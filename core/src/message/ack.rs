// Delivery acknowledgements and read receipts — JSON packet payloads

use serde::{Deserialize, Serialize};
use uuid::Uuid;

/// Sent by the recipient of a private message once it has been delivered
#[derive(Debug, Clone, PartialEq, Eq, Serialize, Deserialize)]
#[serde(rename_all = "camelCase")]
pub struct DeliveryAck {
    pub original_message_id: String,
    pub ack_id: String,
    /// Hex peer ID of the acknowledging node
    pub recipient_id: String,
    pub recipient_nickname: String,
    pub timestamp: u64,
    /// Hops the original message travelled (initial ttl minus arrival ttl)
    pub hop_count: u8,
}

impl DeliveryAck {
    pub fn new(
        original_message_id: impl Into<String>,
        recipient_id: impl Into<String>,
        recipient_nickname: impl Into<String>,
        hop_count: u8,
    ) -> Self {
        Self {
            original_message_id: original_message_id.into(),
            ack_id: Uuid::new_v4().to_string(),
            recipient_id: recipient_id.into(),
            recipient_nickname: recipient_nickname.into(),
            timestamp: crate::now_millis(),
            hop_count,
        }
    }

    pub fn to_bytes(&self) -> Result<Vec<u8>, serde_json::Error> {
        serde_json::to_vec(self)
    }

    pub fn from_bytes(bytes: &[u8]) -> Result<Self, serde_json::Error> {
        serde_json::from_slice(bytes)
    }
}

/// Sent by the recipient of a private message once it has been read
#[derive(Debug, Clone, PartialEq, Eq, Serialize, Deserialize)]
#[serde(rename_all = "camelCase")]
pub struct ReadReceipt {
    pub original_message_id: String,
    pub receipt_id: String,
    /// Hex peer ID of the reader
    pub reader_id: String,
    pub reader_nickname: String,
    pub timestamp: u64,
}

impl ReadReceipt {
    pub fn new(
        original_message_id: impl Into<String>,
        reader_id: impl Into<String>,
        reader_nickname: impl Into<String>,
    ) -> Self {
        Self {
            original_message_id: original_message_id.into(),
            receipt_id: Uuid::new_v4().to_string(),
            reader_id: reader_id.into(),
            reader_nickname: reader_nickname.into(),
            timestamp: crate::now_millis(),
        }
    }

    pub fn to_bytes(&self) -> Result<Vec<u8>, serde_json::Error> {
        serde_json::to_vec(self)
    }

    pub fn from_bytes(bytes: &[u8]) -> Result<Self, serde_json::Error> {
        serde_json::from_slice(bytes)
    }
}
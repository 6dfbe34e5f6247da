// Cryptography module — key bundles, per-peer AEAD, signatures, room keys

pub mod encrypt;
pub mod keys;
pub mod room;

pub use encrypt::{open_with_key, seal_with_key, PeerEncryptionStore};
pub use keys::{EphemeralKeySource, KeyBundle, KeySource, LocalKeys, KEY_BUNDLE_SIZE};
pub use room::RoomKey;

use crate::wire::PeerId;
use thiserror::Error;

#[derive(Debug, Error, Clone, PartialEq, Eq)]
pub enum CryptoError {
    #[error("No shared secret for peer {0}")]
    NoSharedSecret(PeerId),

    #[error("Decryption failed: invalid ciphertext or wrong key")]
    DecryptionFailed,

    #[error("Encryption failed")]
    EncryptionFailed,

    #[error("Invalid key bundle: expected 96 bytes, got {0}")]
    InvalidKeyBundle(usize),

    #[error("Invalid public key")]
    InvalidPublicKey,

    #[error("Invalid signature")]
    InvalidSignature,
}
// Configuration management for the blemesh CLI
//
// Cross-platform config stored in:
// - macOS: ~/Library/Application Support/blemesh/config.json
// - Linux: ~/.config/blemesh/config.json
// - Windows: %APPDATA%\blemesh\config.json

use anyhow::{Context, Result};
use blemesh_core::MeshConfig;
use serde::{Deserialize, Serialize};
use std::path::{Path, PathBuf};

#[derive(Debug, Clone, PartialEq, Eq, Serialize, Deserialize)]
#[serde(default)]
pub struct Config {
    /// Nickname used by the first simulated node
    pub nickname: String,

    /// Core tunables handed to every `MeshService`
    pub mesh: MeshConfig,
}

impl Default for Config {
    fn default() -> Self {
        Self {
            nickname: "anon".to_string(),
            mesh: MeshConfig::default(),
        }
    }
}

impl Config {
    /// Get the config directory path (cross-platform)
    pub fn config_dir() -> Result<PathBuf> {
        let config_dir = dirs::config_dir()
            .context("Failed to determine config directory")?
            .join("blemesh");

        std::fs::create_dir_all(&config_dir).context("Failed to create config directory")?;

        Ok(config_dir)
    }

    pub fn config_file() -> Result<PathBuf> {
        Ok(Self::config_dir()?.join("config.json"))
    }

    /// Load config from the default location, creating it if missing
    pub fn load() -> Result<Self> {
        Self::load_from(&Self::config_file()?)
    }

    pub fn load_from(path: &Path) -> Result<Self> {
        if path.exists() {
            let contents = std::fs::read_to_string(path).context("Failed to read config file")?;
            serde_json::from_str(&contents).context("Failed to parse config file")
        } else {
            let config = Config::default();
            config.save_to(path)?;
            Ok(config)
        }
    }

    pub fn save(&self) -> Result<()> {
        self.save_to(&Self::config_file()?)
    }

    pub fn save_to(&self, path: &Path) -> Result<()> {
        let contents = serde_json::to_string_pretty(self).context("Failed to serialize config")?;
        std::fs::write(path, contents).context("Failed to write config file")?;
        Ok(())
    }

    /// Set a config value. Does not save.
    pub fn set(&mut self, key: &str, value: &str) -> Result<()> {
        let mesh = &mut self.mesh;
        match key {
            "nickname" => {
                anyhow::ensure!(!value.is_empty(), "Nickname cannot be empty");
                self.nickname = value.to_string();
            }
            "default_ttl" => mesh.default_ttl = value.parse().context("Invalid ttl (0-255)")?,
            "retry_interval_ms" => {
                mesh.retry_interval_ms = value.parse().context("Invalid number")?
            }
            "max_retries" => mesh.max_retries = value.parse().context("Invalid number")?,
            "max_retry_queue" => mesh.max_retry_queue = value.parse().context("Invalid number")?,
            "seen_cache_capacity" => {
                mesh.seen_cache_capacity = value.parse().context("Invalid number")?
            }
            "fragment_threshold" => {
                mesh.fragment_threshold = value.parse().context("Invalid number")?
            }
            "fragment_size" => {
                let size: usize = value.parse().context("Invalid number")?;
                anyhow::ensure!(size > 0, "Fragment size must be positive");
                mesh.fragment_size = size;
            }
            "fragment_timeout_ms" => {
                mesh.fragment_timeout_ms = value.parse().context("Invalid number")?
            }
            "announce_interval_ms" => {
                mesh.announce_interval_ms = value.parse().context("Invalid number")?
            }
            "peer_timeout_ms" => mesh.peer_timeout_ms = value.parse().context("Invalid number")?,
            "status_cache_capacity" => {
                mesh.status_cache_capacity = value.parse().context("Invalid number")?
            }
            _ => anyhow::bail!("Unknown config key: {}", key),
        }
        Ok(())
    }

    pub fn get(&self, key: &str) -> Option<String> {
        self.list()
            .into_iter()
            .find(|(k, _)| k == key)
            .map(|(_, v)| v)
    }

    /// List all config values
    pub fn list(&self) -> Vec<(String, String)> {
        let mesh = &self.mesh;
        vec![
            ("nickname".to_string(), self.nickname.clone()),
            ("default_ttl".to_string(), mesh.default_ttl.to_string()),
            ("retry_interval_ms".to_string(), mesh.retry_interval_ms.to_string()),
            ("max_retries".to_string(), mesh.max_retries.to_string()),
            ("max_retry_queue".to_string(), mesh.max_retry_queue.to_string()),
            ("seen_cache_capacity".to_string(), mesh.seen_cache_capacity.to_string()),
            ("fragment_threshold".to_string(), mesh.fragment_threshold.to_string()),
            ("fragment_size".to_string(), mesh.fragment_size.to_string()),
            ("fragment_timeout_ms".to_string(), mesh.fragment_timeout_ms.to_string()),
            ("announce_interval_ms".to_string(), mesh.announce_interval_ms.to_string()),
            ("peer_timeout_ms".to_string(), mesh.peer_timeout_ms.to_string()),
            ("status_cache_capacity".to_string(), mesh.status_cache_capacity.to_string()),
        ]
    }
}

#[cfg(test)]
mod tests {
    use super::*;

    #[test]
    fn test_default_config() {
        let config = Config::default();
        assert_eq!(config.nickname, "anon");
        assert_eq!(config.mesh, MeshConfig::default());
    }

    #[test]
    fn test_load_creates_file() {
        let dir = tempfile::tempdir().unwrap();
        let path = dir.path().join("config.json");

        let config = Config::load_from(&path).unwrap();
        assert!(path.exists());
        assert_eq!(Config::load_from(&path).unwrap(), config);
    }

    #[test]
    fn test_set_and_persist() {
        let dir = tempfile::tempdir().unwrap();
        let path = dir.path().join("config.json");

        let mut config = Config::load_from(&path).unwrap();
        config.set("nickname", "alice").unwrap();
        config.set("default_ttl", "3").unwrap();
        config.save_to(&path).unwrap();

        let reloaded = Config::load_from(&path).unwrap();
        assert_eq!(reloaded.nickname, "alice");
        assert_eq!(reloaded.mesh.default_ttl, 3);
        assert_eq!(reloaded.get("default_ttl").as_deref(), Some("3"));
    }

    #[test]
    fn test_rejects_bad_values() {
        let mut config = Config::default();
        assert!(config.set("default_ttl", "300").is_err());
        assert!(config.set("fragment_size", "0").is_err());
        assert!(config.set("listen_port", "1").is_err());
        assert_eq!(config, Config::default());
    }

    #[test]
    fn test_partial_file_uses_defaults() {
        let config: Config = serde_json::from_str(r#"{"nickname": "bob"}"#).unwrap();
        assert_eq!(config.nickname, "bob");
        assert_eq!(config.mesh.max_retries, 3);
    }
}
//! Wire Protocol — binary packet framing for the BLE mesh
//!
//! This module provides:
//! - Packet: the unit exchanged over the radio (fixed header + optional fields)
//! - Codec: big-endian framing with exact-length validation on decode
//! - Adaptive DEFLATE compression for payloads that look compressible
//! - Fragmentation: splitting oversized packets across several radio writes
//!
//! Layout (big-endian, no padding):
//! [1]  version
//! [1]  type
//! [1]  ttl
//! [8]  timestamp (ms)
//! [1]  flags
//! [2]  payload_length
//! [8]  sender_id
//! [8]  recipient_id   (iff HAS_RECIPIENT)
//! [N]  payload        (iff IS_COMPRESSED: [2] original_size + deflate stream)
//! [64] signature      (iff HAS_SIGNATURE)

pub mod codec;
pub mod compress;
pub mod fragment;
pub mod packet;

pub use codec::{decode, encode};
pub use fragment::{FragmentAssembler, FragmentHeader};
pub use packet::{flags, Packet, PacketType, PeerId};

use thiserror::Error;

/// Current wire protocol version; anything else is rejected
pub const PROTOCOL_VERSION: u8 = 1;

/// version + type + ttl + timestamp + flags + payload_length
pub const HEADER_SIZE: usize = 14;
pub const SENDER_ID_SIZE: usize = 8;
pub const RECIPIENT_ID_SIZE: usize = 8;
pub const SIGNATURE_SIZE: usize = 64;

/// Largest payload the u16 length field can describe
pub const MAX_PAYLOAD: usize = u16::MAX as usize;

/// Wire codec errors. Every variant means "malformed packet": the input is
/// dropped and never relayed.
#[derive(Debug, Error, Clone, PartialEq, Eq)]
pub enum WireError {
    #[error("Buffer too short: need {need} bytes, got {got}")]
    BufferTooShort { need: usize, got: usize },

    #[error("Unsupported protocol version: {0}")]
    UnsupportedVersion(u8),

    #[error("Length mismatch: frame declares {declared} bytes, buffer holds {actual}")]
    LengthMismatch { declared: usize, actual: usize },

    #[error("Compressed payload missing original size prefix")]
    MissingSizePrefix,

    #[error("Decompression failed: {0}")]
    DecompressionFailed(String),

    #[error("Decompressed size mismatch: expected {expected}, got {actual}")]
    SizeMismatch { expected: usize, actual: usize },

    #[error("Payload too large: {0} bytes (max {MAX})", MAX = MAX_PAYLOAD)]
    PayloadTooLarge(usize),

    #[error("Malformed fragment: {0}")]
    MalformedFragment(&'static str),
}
──────────────────────────────
**INSTRUCTIONS FOR THE TASK**. Only the number is needed: please work out how many lines in the data contain the string "once".

**RESPONSE**. 2